There are Republican officials who sincerely want to craft key changes to Georgia's Medicaid program. That's a legitimate reason to back HB 990, especially given that the Legislature typically controls Georgia's piggy bank. But that's not what the proposal seeks to accomplish. The leading reps behind the measure are making a shrewd political maneuver to protect their self-interests. For other GOP lawmakers, marching in lockstep alongside party heads allows them to partake in one of their favorite pastimes: taking jabs at the punching bag known as the Affordable Care Act.

Sweeney says that GOP lawmakers have inflated the state's overall costs by including new spending unrelated to Medicaid expansion — because why not! At a recent Georgia House of Representatives subcommittee hearing, Sweeney presented new GBPI research that makes the case for previously overlooked revenue sources in the state budget. Between an existing insurance premium tax, plus sales and income taxes that would be collected from federal cash spent through expanding Medicaid, Georgia could generate an estimated $1.8 billion over the next decade. Now subtract that figure from $2.1 billion in expected Medicaid expansion costs over 10 years. That leaves about $350 million left for the state's tab.

That's much more palpable than the exaggerated figures in the billions Affordable Care Act opponents have tossed around. At most, GBPI research suggests Georgia would spend around $35 million per year for the next 10 years. According to Sweeney, Medicaid expansion's costs could even be less — perhaps negligible — in the case that federal funding for mental health and inmate treatment, among other duplicated services, phases out longtime state expenses.

Meanwhile, the state's proposed 2015 budget allocates $50.8 million in new salary increases for state employees, yet another $35 million to the Savannah Port, and $45 million for the construction of a new University of Georgia science center. Ensuring health care coverage for hundreds of thousands of Georgians is more crucial. Not only would it provide indigent residents with access to health care, but it would also allow Georgia to lower the hidden costs — estimated at $1.5 billion per year — of supporting nearly a half-million uninsured men, women, and children.

But in an election year, evidence supporting Medicaid expansion's merits has fallen on deaf ears. For most Republican lawmakers, bashing the Affordable Care Act is a crowd-pleaser. Even if it happens at the detriment of nearly half of Georgia's impoverished men, women, and children.

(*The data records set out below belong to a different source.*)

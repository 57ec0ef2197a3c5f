//! Evaluation action commands: evaluate, accept, reject, undo, sync.

use crate::cli::{AcceptArgs, RejectArgs, RelationArgs};
use crate::error::{CliError, Result};
use crate::output::Formatter;
use ontolens_domain::RelationId;
use ontolens_sdk::OntologyBackend;
use ontolens_session::{ActionOutcome, GraphSession};

/// Validate a relation id argument.
fn relation_id(raw: &str) -> Result<RelationId> {
    let trimmed = raw.trim();
    if trimmed.is_empty() {
        return Err(CliError::InvalidInput("Relation ID must not be empty".to_string()));
    }
    Ok(RelationId::from(trimmed))
}

/// Load the graph so the id can be checked before the service is called.
async fn prepare<B: OntologyBackend>(session: &GraphSession<B>, raw: &str) -> Result<RelationId> {
    let id = relation_id(raw)?;
    session.refresh().await?;
    Ok(id)
}

fn report(outcome: &ActionOutcome, formatter: &Formatter) -> Result<()> {
    println!("{}", formatter.format_action(outcome)?);
    Ok(())
}

/// Execute the evaluate command.
pub async fn execute_evaluate<B: OntologyBackend>(
    args: RelationArgs,
    session: &GraphSession<B>,
    formatter: &Formatter,
) -> Result<()> {
    let id = prepare(session, &args.id).await?;
    let outcome = session.evaluate(&id).await?;
    report(&outcome, formatter)?;

    // The service decides the result; show it
    if let Some(status) = session.graph().and_then(|g| g.relation_status(&id)) {
        println!("{}", formatter.info(&format!("Relation {} is now {}", id, status)));
    }
    Ok(())
}

/// Execute the accept command.
pub async fn execute_accept<B: OntologyBackend>(
    args: AcceptArgs,
    session: &GraphSession<B>,
    formatter: &Formatter,
) -> Result<()> {
    let id = prepare(session, &args.id).await?;
    let outcome = session
        .accept(&id, args.justification.as_deref(), &args.mappings)
        .await?;
    report(&outcome, formatter)
}

/// Execute the reject command.
pub async fn execute_reject<B: OntologyBackend>(
    args: RejectArgs,
    session: &GraphSession<B>,
    formatter: &Formatter,
) -> Result<()> {
    let id = prepare(session, &args.id).await?;
    let outcome = session.reject(&id, args.justification.as_deref()).await?;
    report(&outcome, formatter)
}

/// Execute the undo command.
pub async fn execute_undo<B: OntologyBackend>(
    args: RelationArgs,
    session: &GraphSession<B>,
    formatter: &Formatter,
) -> Result<()> {
    let id = prepare(session, &args.id).await?;
    let outcome = session.undo(&id).await?;
    report(&outcome, formatter)
}

/// Execute the sync command.
pub async fn execute_sync<B: OntologyBackend>(
    args: RelationArgs,
    session: &GraphSession<B>,
    formatter: &Formatter,
) -> Result<()> {
    let id = prepare(session, &args.id).await?;
    let outcome = session.sync(&id).await?;
    report(&outcome, formatter)
}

"The dialogue is as if covering the uninsured is this terrible thing," says Cindy Zeldin, executive director of Georgians for a Healthy Future.

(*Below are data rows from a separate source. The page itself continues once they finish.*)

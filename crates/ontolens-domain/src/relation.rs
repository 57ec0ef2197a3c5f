//! Relation module - directed, named facts between entities

use crate::{EntityRef, Evaluation, EvaluationStatus};
use std::fmt;

/// Unique identifier of a raw relation, assigned by the backing service
#[derive(Debug, Clone, PartialEq, Eq, PartialOrd, Ord, Hash)]
pub struct RelationId(String);

impl RelationId {
    /// Wrap a relation id
    pub fn new(id: impl Into<String>) -> Self {
        Self(id.into())
    }

    /// Get the id as a string slice
    pub fn as_str(&self) -> &str {
        &self.0
    }
}

impl fmt::Display for RelationId {
    fn fmt(&self, f: &mut fmt::Formatter<'_>) -> fmt::Result {
        f.write_str(&self.0)
    }
}

impl From<&str> for RelationId {
    fn from(id: &str) -> Self {
        Self(id.to_string())
    }
}

impl From<String> for RelationId {
    fn from(id: String) -> Self {
        Self(id)
    }
}

/// Correspondence between a property on the source entity and one on the target
#[derive(Debug, Clone, PartialEq, Eq)]
pub struct PropertyMapping {
    /// Property on the `from` entity
    pub source_property: String,

    /// Property on the `to` entity
    pub target_property: String,

    /// How the values matched (e.g. `exact`, `fuzzy`)
    pub match_type: String,
}

impl PropertyMapping {
    /// Create a new property mapping
    pub fn new(
        source_property: impl Into<String>,
        target_property: impl Into<String>,
        match_type: impl Into<String>,
    ) -> Self {
        Self {
            source_property: source_property.into(),
            target_property: target_property.into(),
            match_type: match_type.into(),
        }
    }
}

/// One directed edge fact between two entities
#[derive(Debug, Clone, PartialEq)]
pub struct Relation {
    /// Unique id
    pub relation_id: RelationId,

    /// Source endpoint
    pub from_entity: EntityRef,

    /// Target endpoint
    pub to_entity: EntityRef,

    /// Relation name, e.g. `belongs_to`
    pub relation_name: String,

    /// Current evaluation as reported by the server
    pub evaluation: Evaluation,

    /// Property correspondences supporting the relation
    pub property_mappings: Vec<PropertyMapping>,
}

impl Relation {
    /// Create a pending relation with no property mappings
    pub fn new(
        relation_id: impl Into<RelationId>,
        from_entity: EntityRef,
        to_entity: EntityRef,
        relation_name: impl Into<String>,
    ) -> Self {
        Self {
            relation_id: relation_id.into(),
            from_entity,
            to_entity,
            relation_name: relation_name.into(),
            evaluation: Evaluation::pending(),
            property_mappings: Vec::new(),
        }
    }

    /// Builder-style helper to set the evaluation status
    pub fn with_status(mut self, status: EvaluationStatus) -> Self {
        self.evaluation.result = status;
        self
    }

    /// Current evaluation status
    pub fn status(&self) -> EvaluationStatus {
        self.evaluation.result
    }

    /// Whether both endpoints refer to the same entity
    pub fn is_self_loop(&self) -> bool {
        self.from_entity == self.to_entity
    }
}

Instead, Deal has trotted out a litany of shortsighted ideas that don't bear the president's name. In this year's budget, he's mulled a quick cash infusion to troubled public hospitals to keep their doors open. It comes after four Georgia hospitals have closed without bailouts. What would fix that problem once and for all? Medicaid expansion.

The governor recently said he wants to restrict emergency room access by enforcing limits on the kinds of treatment provided to visitors, many of which are uninsured patients with no other health care options, in an effort to save medical facilities mired in financial turmoil. That wouldn't be an issue if he simply expanded Medicaid.

Instead, Deal is simply trying to cower behind his party's protection for the foreseeable future.